The Choice of Metrics
The final choice of metrics depends on the specific requirements for the analysis. In the case of FNC, each predicted object is compared to all cells in the corresponding ground-truth label and uniquely linked with the closest one, with the predicted element considered a match if their centroids are less distant than the average cell diameter (50 pixels), thereby increasing the true positive count (TP).
Noise in FNC Segmentation
A primary source of noise in FNC segmentation comes from the annotation procedure, where ground-truth labels were produced with a semi-automatic approach involving adaptive thresholding and manual annotation.
Conclusion
The evaluation and performance assessment are critical steps in data analysis pipelines, with each strategy emphasizing different capabilities of the model. By considering a range of complementary metrics, researchers can gain a more nuanced understanding of their models' performance and make more informed decisions about their analyses.

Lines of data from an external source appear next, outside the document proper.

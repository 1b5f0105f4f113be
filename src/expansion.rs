//! "One row expanded at a time" selection state.

/// Tracks which result row, if any, is showing its detail panel.
#[derive(Debug, Clone, Copy, Default, PartialEq, Eq)]
pub struct ExpansionTracker {
    expanded: Option<i64>,
}

impl ExpansionTracker {
    pub fn new() -> Self {
        Self::default()
    }

    pub fn expanded(&self) -> Option<i64> {
        self.expanded
    }

    /// Select a row: collapses it if it is already open, otherwise opens it
    /// and closes whichever row was open before.
    pub fn toggle(&mut self, id: i64) -> Option<i64> {
        self.expanded = if self.expanded == Some(id) {
            None
        } else {
            Some(id)
        };
        self.expanded
    }

    /// Reset when the expanded row is no longer among `visible`.
    pub fn reconcile<I>(&mut self, visible: I)
    where
        I: IntoIterator<Item = i64>,
    {
        if let Some(current) = self.expanded {
            if !visible.into_iter().any(|id| id == current) {
                log::debug!("ExpansionTracker: row {} left the result set", current);
                self.expanded = None;
            }
        }
    }

    pub fn clear(&mut self) {
        self.expanded = None;
    }
}

#[cfg(test)]
mod tests {
    use super::*;

    #[test]
    fn test_toggle_same_row_collapses() {
        let mut tracker = ExpansionTracker::new();
        assert_eq!(tracker.toggle(5), Some(5));
        assert_eq!(tracker.toggle(5), None);
        assert_eq!(tracker.expanded(), None);
    }

    #[test]
    fn test_selecting_other_row_replaces() {
        let mut tracker = ExpansionTracker::new();
        tracker.toggle(5);
        assert_eq!(tracker.toggle(7), Some(7));
        assert_eq!(tracker.expanded(), Some(7));
    }

    #[test]
    fn test_reconcile_resets_when_row_disappears() {
        let mut tracker = ExpansionTracker::new();
        tracker.toggle(5);
        tracker.reconcile([4, 5, 6]);
        assert_eq!(tracker.expanded(), Some(5));
        tracker.reconcile([4, 6]);
        assert_eq!(tracker.expanded(), None);
    }

    #[test]
    fn test_reconcile_with_nothing_expanded_is_noop() {
        let mut tracker = ExpansionTracker::new();
        tracker.reconcile(std::iter::empty());
        assert_eq!(tracker.expanded(), None);
    }
}
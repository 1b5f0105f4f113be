//! Rollup statistics over one filtered result set.
//!
//! Everything in `DerivedStats` is computed from the same slice in a single
//! pass, so a published value never mixes two windows. Every ratio has an
//! explicit fallback for an empty input.

use std::fmt;

use serde::{Serialize, Serializer};

use crate::signals::classify::{is_successful, CallOutcome, Sentiment};
use crate::signals::frequency::{top_labels, LabelCount};
use crate::types::{AnalysisRecord, CallRecord};

/// A mean that may have no inputs.
#[derive(Debug, Clone, Copy, PartialEq)]
pub enum Metric {
    Available(f64),
    NotAvailable,
}

impl fmt::Display for Metric {
    fn fmt(&self, f: &mut fmt::Formatter<'_>) -> fmt::Result {
        match self {
            Metric::Available(v) => write!(f, "{:.1}%", v * 100.0),
            Metric::NotAvailable => f.write_str("not available"),
        }
    }
}

impl Serialize for Metric {
    fn serialize<S: Serializer>(&self, serializer: S) -> Result<S::Ok, S::Error> {
        match self {
            Metric::Available(v) => serializer.serialize_f64(*v),
            Metric::NotAvailable => serializer.serialize_str("not available"),
        }
    }
}

#[derive(Debug, Clone, Copy, Default, PartialEq, Eq, Serialize)]
#[serde(rename_all = "camelCase")]
pub struct SentimentBreakdown {
    pub positive: usize,
    pub neutral: usize,
    pub negative: usize,
    pub unknown: usize,
}

#[derive(Debug, Clone, PartialEq, Serialize)]
#[serde(rename_all = "camelCase")]
pub struct DerivedStats {
    pub total: usize,
    /// Seconds; unknown durations count as zero.
    pub average_duration: f64,
    pub success_count: usize,
    /// Percentage, 0..=100, full precision.
    pub success_rate: f64,
    /// Mean agent confidence over analyses that report one.
    pub average_confidence: Metric,
    pub analyzed_count: usize,
    pub missed_count: usize,
    pub sentiment: SentimentBreakdown,
    pub top_positive_indicators: Vec<LabelCount>,
    pub top_negative_indicators: Vec<LabelCount>,
    pub top_buying_signals: Vec<LabelCount>,
    /// Calls whose tour date falls in the window, whenever they were made.
    /// `summarize` leaves it at zero; the stats views fill it in.
    pub scheduled_tours: usize,
}

impl DerivedStats {
    /// Success rate as shown on the cards, one decimal place.
    pub fn success_rate_label(&self) -> String {
        format!("{:.1}%", self.success_rate)
    }

    /// Average duration as `m:ss`.
    pub fn average_duration_label(&self) -> String {
        let secs = self.average_duration.round() as u64;
        format!("{}:{:02}", secs / 60, secs % 60)
    }
}

pub fn average_duration(durations: &[Option<u32>]) -> f64 {
    if durations.is_empty() {
        return 0.0;
    }
    let sum: u64 = durations.iter().map(|d| u64::from(d.unwrap_or(0))).sum();
    sum as f64 / durations.len() as f64
}

pub fn success_rate(successful: usize, total: usize) -> f64 {
    if total == 0 {
        return 0.0;
    }
    successful as f64 / total as f64 * 100.0
}

/// Mean of the scores that are present. Non-finite scores are skipped.
pub fn average_confidence<I>(scores: I) -> Metric
where
    I: IntoIterator<Item = Option<f64>>,
{
    let (sum, n) = scores
        .into_iter()
        .flatten()
        .filter(|s| s.is_finite())
        .fold((0.0_f64, 0_usize), |(sum, n), s| (sum + s, n + 1));
    if n == 0 {
        Metric::NotAvailable
    } else {
        Metric::Available(sum / n as f64)
    }
}

/// Summarize calls joined with their (optional) analyses.
pub fn summarize(rows: &[(&CallRecord, Option<&AnalysisRecord>)], top_k: usize) -> DerivedStats {
    let total = rows.len();
    let durations: Vec<Option<u32>> = rows.iter().map(|(call, _)| call.duration).collect();
    let success_count = rows.iter().filter(|(_, a)| is_successful(*a)).count();
    let analyses: Vec<&AnalysisRecord> = rows.iter().filter_map(|(_, a)| *a).collect();

    let missed_count = rows
        .iter()
        .filter(|(call, _)| {
            CallOutcome::classify(call.disconnection_reason.as_deref()) == CallOutcome::Missed
        })
        .count();

    let mut sentiment = SentimentBreakdown::default();
    for (_, analysis) in rows {
        match Sentiment::classify(analysis.and_then(|a| a.sentiment.as_deref())) {
            Sentiment::Positive => sentiment.positive += 1,
            Sentiment::Neutral => sentiment.neutral += 1,
            Sentiment::Negative => sentiment.negative += 1,
            Sentiment::Unknown => sentiment.unknown += 1,
        }
    }

    DerivedStats {
        total,
        average_duration: average_duration(&durations),
        success_count,
        success_rate: success_rate(success_count, total),
        average_confidence: average_confidence(analyses.iter().map(|a| a.agent_confidence)),
        analyzed_count: analyses.len(),
        missed_count,
        sentiment,
        top_positive_indicators: top_labels(
            analyses.iter().map(|a| a.positive_indicators.as_ref()),
            top_k,
        ),
        top_negative_indicators: top_labels(
            analyses.iter().map(|a| a.negative_indicators.as_ref()),
            top_k,
        ),
        top_buying_signals: top_labels(analyses.iter().map(|a| a.buying_signals.as_ref()), top_k),
        scheduled_tours: 0,
    }
}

[1] Longitudinal cell tracking metrics rewarding consistent identity preservation across recordings. [2] Topological fidelity measures in neuronal structure segmentation and reconstruction. [3] Morphological and skeleton-based similarity metrics for neuron shape accuracy. [4] Fluorescence intensity correlation and functional signal extraction metrics in multimodal datasets. [5] The Absolute Error provides an idea of the actual distance between target and predicted counts. [6] The segmentation of borders may still have minor repeated errors even when the bulk of cells is correctly recognized, making sole indicator values insufficient for a truthful assessment. [7] The suggestion is to look at the three indicators jointly for a more comprehensive understanding of the model's strengths and weaknesses. [8] In the case of FNC, each predicted object is compared to all cells in the corresponding ground-truth label and uniquely linked with the closest one, with the predicted element considered a match if their centroids are less distant than the average cell diameter (50 pixels), thereby increasing the true positive count (TP). [9] The final choice of metrics depends on the specific requirements for the analysis. [10] A primary source of noise in FNC segmentation comes from the annotation procedure, where ground-truth labels were produced with a semi-automatic approach involving adaptive thresholding and manual annotation. [11] The third article in the series examines a list of metrics suitable for analyzing Fluorescent Neuronal Cells (FNC) data.
Science and medical-conditions data, specifically Fluorescent Neuronal Cells (FNC), require specialized evaluation metrics due to the complex morphology of neurons. Beyond commonly used metrics, it's crucial to consider tracking-specific metrics like cell tracking accuracy over time and track continuity, topological metrics that assess structural and connectivity features, morphological metrics such as Hausdorff distance, and voxel-wise metrics like Volumetric Overlap Error for a thorough and accurate assessment. Technology, specifically data-and-cloud-computing, plays a significant role in the development and application of such metrics for the comprehensive analysis of FNC data.